Description of the task
Starting with the first line and ending with the one that holds "pub const MIN_ENTRIES: usize = 1;", retype the entries exactly.

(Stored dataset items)
:::

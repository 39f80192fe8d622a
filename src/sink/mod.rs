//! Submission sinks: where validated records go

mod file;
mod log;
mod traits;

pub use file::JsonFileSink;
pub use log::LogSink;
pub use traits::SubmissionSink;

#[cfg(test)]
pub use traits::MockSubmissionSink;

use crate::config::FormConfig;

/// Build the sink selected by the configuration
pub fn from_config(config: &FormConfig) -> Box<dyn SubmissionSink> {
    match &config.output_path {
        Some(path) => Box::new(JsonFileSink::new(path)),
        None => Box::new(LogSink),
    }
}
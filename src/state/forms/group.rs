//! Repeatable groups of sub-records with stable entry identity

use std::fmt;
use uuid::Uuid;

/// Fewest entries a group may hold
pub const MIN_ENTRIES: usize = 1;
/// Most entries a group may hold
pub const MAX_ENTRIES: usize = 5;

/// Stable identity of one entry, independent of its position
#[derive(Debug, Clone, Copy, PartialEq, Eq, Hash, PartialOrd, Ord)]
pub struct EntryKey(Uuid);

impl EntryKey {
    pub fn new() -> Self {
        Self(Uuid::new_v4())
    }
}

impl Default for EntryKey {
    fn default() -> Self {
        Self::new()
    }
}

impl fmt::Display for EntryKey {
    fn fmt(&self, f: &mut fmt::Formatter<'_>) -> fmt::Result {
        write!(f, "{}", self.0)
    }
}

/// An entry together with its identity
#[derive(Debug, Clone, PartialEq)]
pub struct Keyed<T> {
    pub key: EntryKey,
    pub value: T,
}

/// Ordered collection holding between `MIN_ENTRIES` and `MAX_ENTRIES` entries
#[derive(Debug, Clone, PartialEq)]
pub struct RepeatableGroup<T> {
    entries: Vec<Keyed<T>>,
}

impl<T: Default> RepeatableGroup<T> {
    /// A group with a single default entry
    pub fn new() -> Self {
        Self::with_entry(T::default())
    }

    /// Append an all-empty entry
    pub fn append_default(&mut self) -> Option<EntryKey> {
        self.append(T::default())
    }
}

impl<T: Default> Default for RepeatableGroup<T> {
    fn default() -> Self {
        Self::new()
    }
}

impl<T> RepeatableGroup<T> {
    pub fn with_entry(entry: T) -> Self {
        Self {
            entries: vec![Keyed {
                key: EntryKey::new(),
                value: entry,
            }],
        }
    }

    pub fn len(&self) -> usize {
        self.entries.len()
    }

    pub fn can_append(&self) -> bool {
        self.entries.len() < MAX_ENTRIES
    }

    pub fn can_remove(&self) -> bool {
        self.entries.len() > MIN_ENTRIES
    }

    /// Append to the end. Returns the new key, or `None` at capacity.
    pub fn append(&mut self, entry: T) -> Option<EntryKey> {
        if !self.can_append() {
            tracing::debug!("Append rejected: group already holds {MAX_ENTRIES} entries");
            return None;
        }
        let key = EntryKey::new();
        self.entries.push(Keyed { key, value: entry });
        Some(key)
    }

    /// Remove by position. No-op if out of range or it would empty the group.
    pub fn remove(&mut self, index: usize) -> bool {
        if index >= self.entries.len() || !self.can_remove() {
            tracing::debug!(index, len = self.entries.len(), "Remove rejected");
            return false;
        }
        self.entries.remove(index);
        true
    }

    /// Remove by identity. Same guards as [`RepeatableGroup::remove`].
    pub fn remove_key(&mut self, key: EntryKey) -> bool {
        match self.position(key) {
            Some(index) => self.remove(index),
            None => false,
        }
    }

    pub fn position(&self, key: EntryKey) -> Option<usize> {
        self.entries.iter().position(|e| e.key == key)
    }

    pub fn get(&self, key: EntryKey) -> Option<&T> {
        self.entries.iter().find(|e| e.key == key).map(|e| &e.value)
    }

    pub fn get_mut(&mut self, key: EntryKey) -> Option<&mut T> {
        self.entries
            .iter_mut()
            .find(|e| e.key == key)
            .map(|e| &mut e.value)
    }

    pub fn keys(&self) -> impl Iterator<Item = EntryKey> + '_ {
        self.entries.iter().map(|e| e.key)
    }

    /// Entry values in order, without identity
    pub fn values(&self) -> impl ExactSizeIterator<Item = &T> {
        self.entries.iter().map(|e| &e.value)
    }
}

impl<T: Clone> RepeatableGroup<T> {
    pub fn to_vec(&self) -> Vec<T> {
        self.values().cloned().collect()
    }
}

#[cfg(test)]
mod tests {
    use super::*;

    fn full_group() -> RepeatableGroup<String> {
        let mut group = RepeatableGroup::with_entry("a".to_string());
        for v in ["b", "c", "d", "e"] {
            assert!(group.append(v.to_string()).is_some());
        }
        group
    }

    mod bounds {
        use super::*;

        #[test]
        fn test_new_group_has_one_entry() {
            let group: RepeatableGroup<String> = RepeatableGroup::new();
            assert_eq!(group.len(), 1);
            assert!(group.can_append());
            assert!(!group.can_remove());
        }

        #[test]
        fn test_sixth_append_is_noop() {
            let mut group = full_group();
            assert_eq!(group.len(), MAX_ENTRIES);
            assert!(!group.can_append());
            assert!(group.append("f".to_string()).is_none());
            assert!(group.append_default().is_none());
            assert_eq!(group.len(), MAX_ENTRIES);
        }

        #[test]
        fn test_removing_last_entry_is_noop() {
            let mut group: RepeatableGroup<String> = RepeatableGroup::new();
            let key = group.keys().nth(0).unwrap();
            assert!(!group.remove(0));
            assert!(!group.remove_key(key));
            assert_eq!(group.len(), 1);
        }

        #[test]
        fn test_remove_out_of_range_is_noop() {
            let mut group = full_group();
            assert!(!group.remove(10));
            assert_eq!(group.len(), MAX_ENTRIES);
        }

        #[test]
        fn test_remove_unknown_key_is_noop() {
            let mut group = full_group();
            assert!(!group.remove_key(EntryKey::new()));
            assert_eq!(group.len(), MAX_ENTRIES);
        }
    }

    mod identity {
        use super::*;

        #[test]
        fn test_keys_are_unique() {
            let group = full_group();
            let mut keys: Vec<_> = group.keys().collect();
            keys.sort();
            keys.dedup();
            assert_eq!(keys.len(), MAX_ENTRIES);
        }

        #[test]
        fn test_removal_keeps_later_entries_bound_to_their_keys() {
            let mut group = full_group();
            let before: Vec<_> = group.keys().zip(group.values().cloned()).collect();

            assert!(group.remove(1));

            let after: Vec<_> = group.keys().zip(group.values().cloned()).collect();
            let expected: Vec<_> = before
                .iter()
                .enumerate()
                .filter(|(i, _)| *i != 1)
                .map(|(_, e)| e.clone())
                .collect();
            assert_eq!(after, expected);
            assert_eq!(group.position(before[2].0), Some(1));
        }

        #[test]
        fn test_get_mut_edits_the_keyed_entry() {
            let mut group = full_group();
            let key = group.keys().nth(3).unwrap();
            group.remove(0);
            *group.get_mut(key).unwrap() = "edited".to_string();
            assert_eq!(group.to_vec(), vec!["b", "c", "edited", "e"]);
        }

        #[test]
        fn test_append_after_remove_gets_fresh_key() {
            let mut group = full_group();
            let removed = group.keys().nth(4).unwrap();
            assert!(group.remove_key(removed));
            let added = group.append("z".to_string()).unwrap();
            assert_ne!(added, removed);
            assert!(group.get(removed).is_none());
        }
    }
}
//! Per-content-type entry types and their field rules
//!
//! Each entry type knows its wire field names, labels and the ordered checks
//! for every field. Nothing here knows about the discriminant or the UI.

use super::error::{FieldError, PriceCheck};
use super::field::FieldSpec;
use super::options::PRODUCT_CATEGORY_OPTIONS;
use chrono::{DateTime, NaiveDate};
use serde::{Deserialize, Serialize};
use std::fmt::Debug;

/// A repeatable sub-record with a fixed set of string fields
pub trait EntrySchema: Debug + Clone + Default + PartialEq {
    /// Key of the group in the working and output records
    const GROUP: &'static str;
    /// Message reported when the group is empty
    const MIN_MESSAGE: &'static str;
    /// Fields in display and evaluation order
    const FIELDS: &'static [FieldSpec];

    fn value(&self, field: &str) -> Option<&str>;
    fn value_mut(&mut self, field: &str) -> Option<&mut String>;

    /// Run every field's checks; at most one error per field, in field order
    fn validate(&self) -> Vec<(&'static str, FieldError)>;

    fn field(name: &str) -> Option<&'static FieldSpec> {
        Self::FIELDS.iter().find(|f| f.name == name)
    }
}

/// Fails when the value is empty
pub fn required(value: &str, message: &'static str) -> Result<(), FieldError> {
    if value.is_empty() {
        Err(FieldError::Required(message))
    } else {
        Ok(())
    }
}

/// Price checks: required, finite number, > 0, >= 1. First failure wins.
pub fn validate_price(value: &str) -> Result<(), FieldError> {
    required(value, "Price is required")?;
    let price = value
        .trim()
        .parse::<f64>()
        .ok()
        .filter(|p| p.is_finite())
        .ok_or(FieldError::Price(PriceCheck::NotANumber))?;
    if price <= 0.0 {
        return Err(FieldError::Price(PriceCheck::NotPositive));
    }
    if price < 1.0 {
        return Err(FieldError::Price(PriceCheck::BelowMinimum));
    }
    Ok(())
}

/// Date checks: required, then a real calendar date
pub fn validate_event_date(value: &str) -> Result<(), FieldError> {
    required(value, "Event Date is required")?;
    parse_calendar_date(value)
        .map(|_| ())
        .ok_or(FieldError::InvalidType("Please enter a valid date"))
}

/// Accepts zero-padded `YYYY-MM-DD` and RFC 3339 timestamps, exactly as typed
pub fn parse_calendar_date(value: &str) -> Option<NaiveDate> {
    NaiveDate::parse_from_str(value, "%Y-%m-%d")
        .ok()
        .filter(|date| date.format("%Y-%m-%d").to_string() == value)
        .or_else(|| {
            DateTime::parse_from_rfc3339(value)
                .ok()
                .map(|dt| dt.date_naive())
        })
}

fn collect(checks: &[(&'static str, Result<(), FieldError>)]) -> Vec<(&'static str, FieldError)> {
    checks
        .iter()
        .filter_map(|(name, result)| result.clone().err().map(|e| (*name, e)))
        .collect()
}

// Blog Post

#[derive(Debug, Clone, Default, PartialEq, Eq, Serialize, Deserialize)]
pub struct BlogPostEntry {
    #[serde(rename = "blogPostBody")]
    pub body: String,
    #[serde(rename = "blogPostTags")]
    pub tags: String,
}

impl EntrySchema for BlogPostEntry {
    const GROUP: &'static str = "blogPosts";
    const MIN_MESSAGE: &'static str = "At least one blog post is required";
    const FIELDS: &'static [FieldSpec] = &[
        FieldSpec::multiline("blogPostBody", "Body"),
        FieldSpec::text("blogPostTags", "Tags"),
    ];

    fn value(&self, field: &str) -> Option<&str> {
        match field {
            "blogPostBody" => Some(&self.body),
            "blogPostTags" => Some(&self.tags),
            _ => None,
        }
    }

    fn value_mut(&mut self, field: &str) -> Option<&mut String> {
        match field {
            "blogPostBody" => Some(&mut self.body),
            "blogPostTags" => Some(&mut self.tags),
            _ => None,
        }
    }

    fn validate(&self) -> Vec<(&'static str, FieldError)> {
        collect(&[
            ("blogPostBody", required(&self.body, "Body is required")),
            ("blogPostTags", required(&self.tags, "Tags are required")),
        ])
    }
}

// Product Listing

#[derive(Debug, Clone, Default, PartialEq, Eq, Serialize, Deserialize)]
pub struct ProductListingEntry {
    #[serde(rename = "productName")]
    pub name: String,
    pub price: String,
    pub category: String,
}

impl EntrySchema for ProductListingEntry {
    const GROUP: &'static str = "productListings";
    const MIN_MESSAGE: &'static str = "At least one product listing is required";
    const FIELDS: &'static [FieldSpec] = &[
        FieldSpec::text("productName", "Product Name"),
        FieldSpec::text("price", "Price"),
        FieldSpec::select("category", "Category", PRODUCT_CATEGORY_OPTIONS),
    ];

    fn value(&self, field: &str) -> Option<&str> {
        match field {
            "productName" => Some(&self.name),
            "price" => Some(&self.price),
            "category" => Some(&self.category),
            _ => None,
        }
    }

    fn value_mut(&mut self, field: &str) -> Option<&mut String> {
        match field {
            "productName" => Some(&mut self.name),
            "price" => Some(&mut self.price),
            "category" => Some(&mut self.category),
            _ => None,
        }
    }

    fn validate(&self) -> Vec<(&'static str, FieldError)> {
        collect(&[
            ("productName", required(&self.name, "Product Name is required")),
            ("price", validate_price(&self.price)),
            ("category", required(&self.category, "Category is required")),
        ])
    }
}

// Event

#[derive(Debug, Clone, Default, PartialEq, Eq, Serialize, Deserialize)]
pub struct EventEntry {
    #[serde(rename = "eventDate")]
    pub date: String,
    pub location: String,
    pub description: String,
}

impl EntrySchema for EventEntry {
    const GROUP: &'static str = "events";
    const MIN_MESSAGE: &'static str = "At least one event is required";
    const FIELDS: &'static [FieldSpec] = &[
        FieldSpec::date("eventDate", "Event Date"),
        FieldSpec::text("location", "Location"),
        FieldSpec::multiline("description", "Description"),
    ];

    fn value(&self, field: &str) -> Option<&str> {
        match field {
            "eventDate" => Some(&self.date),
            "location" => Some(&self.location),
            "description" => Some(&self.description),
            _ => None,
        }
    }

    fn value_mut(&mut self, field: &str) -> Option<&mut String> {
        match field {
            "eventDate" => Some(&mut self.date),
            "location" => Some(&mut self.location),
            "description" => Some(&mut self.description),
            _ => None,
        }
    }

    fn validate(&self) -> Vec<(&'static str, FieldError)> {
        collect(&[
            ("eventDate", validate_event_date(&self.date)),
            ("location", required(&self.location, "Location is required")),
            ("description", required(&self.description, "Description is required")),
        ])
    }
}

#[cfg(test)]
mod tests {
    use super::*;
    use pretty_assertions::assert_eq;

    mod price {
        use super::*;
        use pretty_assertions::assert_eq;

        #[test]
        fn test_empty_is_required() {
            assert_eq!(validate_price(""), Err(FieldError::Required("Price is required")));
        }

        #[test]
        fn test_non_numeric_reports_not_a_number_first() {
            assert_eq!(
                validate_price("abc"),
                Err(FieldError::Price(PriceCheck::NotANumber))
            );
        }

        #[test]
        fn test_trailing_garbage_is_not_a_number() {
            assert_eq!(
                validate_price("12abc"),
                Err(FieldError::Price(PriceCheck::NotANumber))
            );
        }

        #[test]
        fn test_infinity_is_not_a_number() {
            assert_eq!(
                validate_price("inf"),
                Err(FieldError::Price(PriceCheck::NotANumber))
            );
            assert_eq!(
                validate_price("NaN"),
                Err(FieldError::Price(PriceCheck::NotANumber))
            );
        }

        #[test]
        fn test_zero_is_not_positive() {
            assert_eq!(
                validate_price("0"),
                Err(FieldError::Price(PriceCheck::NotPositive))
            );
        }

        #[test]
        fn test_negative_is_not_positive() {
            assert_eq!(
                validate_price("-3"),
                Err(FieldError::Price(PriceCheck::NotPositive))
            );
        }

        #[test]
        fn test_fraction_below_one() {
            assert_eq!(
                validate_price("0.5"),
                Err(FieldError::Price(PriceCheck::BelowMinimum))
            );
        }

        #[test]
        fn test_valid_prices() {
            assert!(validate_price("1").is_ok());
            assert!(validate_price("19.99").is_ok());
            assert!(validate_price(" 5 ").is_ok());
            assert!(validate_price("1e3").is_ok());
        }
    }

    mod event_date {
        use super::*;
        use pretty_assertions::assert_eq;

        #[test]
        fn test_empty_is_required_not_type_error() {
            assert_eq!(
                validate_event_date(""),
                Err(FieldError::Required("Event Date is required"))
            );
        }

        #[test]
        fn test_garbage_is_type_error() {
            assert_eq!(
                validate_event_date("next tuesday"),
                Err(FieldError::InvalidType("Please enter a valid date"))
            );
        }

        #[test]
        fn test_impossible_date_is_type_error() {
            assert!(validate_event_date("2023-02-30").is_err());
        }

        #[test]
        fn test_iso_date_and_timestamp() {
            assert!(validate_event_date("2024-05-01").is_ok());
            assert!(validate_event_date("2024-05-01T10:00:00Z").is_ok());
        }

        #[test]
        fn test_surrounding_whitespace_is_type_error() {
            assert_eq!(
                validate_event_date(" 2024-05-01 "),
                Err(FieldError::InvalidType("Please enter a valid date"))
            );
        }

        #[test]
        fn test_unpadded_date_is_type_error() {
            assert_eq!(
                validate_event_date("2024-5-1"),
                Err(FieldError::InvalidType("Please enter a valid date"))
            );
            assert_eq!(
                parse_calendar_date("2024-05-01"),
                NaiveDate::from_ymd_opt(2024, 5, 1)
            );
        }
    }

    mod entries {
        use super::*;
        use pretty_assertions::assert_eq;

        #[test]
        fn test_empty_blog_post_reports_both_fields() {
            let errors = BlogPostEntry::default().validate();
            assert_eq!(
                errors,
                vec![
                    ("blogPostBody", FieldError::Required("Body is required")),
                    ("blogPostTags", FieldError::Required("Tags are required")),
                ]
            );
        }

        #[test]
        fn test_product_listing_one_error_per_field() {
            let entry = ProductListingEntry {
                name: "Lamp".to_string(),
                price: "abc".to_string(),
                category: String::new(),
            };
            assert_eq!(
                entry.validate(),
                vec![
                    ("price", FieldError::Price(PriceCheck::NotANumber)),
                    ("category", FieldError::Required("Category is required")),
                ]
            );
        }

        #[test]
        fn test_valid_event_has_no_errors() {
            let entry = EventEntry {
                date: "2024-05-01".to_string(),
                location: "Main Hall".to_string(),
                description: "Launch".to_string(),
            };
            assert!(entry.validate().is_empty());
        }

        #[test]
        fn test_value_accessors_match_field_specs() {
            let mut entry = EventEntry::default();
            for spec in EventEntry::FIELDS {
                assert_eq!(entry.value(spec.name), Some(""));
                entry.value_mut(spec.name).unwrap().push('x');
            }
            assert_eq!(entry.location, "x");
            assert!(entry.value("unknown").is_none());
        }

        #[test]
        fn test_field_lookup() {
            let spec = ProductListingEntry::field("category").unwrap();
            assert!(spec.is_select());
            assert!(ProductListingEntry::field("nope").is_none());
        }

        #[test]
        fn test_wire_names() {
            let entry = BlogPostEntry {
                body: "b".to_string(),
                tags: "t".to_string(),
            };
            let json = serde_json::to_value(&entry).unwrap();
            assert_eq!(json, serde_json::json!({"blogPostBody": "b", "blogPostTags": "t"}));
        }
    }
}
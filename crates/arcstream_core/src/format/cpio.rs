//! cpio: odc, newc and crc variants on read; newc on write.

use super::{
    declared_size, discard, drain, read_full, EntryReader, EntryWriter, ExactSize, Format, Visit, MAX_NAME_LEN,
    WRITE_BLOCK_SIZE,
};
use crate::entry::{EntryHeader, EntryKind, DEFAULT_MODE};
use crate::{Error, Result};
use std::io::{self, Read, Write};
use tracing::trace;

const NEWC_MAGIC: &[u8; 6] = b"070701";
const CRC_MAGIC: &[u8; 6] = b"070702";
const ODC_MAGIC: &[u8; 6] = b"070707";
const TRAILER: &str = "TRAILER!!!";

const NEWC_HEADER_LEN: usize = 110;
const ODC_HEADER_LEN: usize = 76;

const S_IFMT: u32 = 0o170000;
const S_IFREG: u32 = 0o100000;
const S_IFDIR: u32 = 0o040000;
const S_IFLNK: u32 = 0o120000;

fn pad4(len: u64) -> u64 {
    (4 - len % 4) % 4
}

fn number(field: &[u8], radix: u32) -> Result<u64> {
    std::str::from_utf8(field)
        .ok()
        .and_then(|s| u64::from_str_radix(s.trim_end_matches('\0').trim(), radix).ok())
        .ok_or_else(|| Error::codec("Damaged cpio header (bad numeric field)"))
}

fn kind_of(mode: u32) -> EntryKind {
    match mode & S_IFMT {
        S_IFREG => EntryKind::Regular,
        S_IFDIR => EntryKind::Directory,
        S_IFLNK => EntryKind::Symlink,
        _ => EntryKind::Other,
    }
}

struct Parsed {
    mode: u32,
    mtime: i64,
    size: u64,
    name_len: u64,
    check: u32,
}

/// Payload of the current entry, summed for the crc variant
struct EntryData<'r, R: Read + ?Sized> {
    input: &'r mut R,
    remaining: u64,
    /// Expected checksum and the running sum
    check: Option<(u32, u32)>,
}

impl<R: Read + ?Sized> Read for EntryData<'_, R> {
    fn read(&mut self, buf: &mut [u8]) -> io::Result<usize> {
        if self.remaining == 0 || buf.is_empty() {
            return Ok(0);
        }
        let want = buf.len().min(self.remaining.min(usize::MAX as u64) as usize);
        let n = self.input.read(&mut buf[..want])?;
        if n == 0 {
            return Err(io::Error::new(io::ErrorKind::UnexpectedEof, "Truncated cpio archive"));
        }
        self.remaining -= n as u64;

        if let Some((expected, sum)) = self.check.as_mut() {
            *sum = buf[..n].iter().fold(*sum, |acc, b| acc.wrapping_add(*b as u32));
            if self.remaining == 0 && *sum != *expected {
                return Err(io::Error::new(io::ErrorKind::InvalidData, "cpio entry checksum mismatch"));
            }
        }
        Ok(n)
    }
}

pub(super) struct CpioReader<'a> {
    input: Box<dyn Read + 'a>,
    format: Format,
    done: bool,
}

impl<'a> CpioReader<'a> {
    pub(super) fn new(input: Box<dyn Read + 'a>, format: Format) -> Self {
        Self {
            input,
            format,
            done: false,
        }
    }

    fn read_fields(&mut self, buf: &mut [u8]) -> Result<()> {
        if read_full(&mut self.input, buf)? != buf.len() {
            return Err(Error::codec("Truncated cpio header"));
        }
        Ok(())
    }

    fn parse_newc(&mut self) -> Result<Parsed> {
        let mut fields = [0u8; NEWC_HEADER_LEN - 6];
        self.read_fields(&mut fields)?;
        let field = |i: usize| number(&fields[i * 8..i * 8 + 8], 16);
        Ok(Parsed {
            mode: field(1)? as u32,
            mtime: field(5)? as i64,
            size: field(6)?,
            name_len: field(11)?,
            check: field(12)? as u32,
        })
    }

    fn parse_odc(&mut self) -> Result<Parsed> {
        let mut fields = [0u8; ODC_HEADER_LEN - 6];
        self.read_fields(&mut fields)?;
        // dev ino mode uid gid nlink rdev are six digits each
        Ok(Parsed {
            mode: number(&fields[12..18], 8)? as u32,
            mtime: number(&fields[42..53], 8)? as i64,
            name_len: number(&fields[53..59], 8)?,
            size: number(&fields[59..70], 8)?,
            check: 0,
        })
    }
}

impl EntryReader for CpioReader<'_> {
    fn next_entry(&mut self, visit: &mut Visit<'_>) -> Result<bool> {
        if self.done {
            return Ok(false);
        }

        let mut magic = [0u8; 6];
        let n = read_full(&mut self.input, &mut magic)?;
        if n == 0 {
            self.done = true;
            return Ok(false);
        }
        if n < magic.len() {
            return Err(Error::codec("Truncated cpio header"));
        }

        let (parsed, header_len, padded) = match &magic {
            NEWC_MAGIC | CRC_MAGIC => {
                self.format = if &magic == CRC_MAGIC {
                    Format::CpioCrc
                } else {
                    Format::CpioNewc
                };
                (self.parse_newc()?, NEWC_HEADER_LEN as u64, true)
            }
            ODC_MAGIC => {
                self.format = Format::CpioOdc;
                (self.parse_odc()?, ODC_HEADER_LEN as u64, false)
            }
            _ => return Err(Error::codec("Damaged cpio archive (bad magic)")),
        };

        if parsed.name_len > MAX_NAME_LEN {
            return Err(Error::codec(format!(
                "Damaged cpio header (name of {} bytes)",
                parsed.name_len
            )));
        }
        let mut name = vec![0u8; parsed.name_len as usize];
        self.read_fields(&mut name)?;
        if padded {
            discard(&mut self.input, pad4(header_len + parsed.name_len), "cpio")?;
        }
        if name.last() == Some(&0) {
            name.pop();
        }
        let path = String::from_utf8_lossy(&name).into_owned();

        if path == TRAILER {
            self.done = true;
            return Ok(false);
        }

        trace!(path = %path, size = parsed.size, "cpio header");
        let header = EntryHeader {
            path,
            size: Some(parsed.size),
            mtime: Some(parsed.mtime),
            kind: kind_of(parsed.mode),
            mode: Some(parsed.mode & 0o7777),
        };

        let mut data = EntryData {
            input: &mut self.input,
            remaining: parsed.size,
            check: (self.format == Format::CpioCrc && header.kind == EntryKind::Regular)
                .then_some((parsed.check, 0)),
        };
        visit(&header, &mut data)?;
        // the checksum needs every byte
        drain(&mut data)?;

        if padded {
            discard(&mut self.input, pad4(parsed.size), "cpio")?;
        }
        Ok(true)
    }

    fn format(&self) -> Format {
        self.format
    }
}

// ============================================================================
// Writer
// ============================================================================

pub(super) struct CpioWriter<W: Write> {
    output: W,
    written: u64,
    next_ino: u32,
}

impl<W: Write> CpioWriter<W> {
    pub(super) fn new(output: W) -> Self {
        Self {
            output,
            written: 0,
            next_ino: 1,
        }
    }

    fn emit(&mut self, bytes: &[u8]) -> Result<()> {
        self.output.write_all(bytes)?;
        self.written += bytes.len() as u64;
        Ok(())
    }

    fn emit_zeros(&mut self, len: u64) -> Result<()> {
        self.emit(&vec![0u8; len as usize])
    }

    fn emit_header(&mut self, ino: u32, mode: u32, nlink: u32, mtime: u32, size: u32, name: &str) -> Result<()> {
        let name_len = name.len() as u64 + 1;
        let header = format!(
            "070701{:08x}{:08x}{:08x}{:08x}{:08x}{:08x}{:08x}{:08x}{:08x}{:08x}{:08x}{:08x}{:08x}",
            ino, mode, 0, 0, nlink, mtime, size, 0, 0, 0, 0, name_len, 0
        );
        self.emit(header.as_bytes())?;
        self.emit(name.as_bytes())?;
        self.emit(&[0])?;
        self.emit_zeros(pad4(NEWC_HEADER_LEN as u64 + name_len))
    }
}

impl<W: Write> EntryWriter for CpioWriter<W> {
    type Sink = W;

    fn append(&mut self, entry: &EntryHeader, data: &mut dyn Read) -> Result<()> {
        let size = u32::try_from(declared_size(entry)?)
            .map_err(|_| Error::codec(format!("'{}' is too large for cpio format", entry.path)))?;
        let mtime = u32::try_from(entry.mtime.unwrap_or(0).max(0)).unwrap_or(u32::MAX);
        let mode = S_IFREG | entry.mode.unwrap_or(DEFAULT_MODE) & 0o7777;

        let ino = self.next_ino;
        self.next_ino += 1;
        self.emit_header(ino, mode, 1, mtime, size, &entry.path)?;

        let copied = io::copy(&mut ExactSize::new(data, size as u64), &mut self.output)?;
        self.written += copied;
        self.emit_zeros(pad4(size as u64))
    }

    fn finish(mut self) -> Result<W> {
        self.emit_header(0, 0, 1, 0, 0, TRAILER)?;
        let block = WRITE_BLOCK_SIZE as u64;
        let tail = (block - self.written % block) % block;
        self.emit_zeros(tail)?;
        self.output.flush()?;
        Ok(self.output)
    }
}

:::

Your response
repository 39f80192fe8d622a
filename src/sink/mod.rs
//! Submission sinks: where validated records go

mod file;
mod log;
mod traits;

pub use file::JsonFileSink;
pub use log::LogSink;
pub use traits::SubmissionSink;

#[cfg(test)]
pub use traits::MockSubmissionSink;

use crate::config::FormConfig;

/// Build the sink selected by the configuration
pub fn from_config(config: &FormConfig) -> Box<dyn SubmissionSink> {
    match &config.output_path {
        Some(path) => Box::new(JsonFileSink::new(path)),
        None => Box::new(LogSink),
    }
}
filename src/state/forms/group.rs
//! Repeatable groups of sub-records with stable entry identity

use std::fmt;
use uuid::Uuid;

/// Fewest entries a group may hold
pub const MIN_ENTRIES: usize = 1;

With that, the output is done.